Appistry to License Broad's GATK 2.0 to For Profit Users

October 16, 2012

Edited Oct 16, 1:42: Quotes added from the Broad and David Altshuler in paragraphs five through seven.

By Allison Proffitt  

October 16, 2012 | The Broad Institute and Appistry announced an arrangement this morning for Appistry to distribute and support the Broad’s Genome Analysis Toolkit (GATK) for next-generation sequencing data analysis. For a subscription fee, Appistry will distribute the GATK and its suite of analysis tools to for-profit users and provide commercial-grade customer support.  

First developed and introduced by the Broad Institute in 2009, the GATK framework is an industrial-strength, computational engine empowering the development of analysis tools for next-generation sequencing. On top of this engine, the Broad Institute has built a set of analysis tools (“Apps”) to process data from any next-generation sequencing platform, and to identify changes in the sequences that may be associated with disease.  

Introduced as an open source option, the toolkit’s user base currently numbers about 100,000 users a month—bioinformatics professionals, biomedical researchers, and clinicians from both non-profit and for-profit organizations. GATK has been used on initiatives ranging from the 1000 Genomes Project to The NIH’s Cancer Genome Atlas, and by many sequencing centers and leading researchers to conduct population studies and explore the genetic origins of disease. 

Moving forward, Appistry will make the GATK 2.0 available to users at for-profit companies under a license agreement with a subscription fee that will cover commercial-grade support for installation, configuration, and documentation as well as long-term support for each commercial release. Nonprofit organizations can still use the GATK as an open source tool, and will apply for their licenses directly from the Broad.  

“The GATK framework has been—and remains—an open source computational framework for next generation sequencing,” stressed David Altshuler, deputy director of the Broad Institute, to Bio-IT World. “The Broad Institute has also built, and continues to build, a variety of core and premium apps, if you will, that run on the GATK framework for doing particular analyses... Other people can and will continue to develop their own apps on the framework.”

Altshuler continued: “We are motivated to try and continue to advance the GATK for everybody’s use, but it’s actually difficult to raise grant money to support software development. So while continuing to give out the GATK framework in open source to everyone, and having a license such that all nonprofit research users can have all the tools without cost, we’ve set up this relationship with Appistry to provide higher levels of support to for profit users or anyone else that wants to pay for it, and in return the Broad receives financial support that we use then to continue developing the software so it will remain a vibrant and ongoing capability for the community rather than being static.”

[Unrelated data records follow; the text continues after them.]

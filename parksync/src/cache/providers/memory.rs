//! In-memory cache provider using moka.
//!
//! Lock-free reads and concurrent writes make moka safe to share between
//! foreground requests and the refresh sweep. The cache is unbounded: entries
//! are only ever replaced, never evicted.

use moka::future::Cache as MokaCache;

use crate::cache::traits::{BoxFuture, Cache, ServiceCacheError};

/// In-memory cache provider using moka.
pub struct MemoryCacheProvider {
    cache: MokaCache<String, Vec<u8>>,
}

impl MemoryCacheProvider {
    /// Create a new, unbounded memory cache provider.
    pub fn new() -> Self {
        Self {
            cache: MokaCache::builder().build(),
        }
    }

    /// Number of entries (approximate until pending tasks run).
    pub fn entry_count(&self) -> u64 {
        self.cache.entry_count()
    }

    /// Run moka's pending maintenance so counts are exact.
    pub async fn sync(&self) {
        self.cache.run_pending_tasks().await;
    }
}

impl Default for MemoryCacheProvider {
    fn default() -> Self {
        Self::new()
    }
}

impl Cache for MemoryCacheProvider {
    fn set(&self, key: &str, value: Vec<u8>) -> BoxFuture<'_, Result<(), ServiceCacheError>> {
        let key = key.to_string();
        Box::pin(async move {
            self.cache.insert(key, value).await;
            Ok(())
        })
    }

    fn get(&self, key: &str) -> BoxFuture<'_, Result<Option<Vec<u8>>, ServiceCacheError>> {
        let key = key.to_string();
        Box::pin(async move { Ok(self.cache.get(&key).await) })
    }

    fn contains(&self, key: &str) -> BoxFuture<'_, Result<bool, ServiceCacheError>> {
        let key = key.to_string();
        Box::pin(async move { Ok(self.cache.contains_key(&key)) })
    }

    fn name(&self) -> &'static str {
        "memory"
    }
}
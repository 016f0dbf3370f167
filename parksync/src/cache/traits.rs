//! Core traits for the byte-level cache.
//!
//! The `Cache` trait provides a domain-agnostic key-value interface. The
//! artifact layer ([`crate::cache::ArtifactCache`]) maps `(entity, kind)`
//! pairs onto it, so any backend can hold artifacts.
//!
//! # Design Principles
//!
//! - **String keys**: `ENTITY/kind`, human-readable in logs and on disk
//! - **Vec<u8> values**: raw bytes, no serialization opinions imposed
//! - **Overwrite semantics**: `set` replaces; nothing is versioned or expired
//! - **Dyn-compatible**: uses `Pin<Box<dyn Future>>` for trait object support

use std::future::Future;
use std::pin::Pin;

use thiserror::Error;

/// Errors that can occur during cache operations.
#[derive(Debug, Error)]
pub enum ServiceCacheError {
    /// I/O error during cache operations.
    #[error("I/O error: {0}")]
    Io(#[from] std::io::Error),

    /// The key cannot be mapped onto the backend's keyspace.
    #[error("Invalid cache key '{0}'")]
    InvalidKey(String),

    /// Provider-specific error.
    #[error("Provider error: {0}")]
    Provider(String),
}

/// Boxed future type for dyn-compatible async methods.
pub type BoxFuture<'a, T> = Pin<Box<dyn Future<Output = T> + Send + 'a>>;

/// Generic cache interface for key-value storage.
///
/// # Thread Safety
///
/// All implementations must be `Send + Sync`. Concurrent writes to distinct
/// keys must not interfere; concurrent writes to the same key may race and
/// the last completed write wins.
pub trait Cache: Send + Sync {
    /// Store a value with the given key, replacing any existing value.
    ///
    /// Any namespace the key implies (such as a directory) is created on
    /// demand.
    fn set(&self, key: &str, value: Vec<u8>) -> BoxFuture<'_, Result<(), ServiceCacheError>>;

    /// Retrieve a value by key.
    ///
    /// # Returns
    ///
    /// - `Ok(Some(data))` if the key exists
    /// - `Ok(None)` if the key is not found
    /// - `Err(_)` if an error occurs
    fn get(&self, key: &str) -> BoxFuture<'_, Result<Option<Vec<u8>>, ServiceCacheError>>;

    /// Check if a key exists without retrieving the value.
    fn contains(&self, key: &str) -> BoxFuture<'_, Result<bool, ServiceCacheError>>;

    /// Short backend name for logs.
    fn name(&self) -> &'static str;
}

Altshuler already has plans for further development of the GATK  with the income from licensing the toolkit. “There are other kinds of variants that still remain either difficult to identify or where the sensitivity or specificity is not as high, for example, as they are for SNPs. So we will use the resources both to extend… which types of sequence variation can be detected with the same levels of sensitivity and specificity that we all expect and need, [and] to increase the speed so that larger and larger samples can be analyzed and the computational efficiency.”

Appistry’s flavor of high performance computing—they call it “fabric computing”— weaves together high performance computing and analytics to provide throughput and scale for big data problems (see, Appistry’s Fabric Computing). The company’s own life sciences offering, Ayrris Bio, combines HIPAA-compliant data storage with fast analysis.  

The company is already “in the business of scaling the science in this genomic domain,” Appistry’s VP of sales and marketing, Trevor Heritage, told Bio-IT World. Appistry was a good fit for this project because, “on a day to day basis we interact with exactly the same target customer base that GATK would have. We already have an established go-to-market operation that the Broad can leverage, thereby enabling their activities to focus on what they do best, which is the scientific innovation.”  

Appistry’s CEO, Kevin Haar, told Bio-IT World that the arrangement would ensure the toolkit’s position in the market. “I think there’s so much happening in this space and this space is moving so aggressively forward, that there’s more and more opportunities for a toolkit like GATK to make a contribution. I think the Broad really sees this as the best way of securing the future of GATK in terms of being the best available tool and I think that’s really important that we all enable the acceleration of the science and the acceleration of what’s possible in the space.”  

Appistry’s experience in compliance is also an advantage, Heritage said, for personalized medicine applications. “You start to see requirements from the customer base for HIPAA compliance and CLIA compliance in both their sequencing and their data management and the data analysis. So the combination of GATK 2.0 here with Appistry actually provides a solution that meets those requirements. In terms of our high performance compute infrastructure, we’re able to offer our customers a HIPPA compliant capability, and GATK 2.0 provides, through Appistry, the ability to have a version-controlled data analysis pipeline.”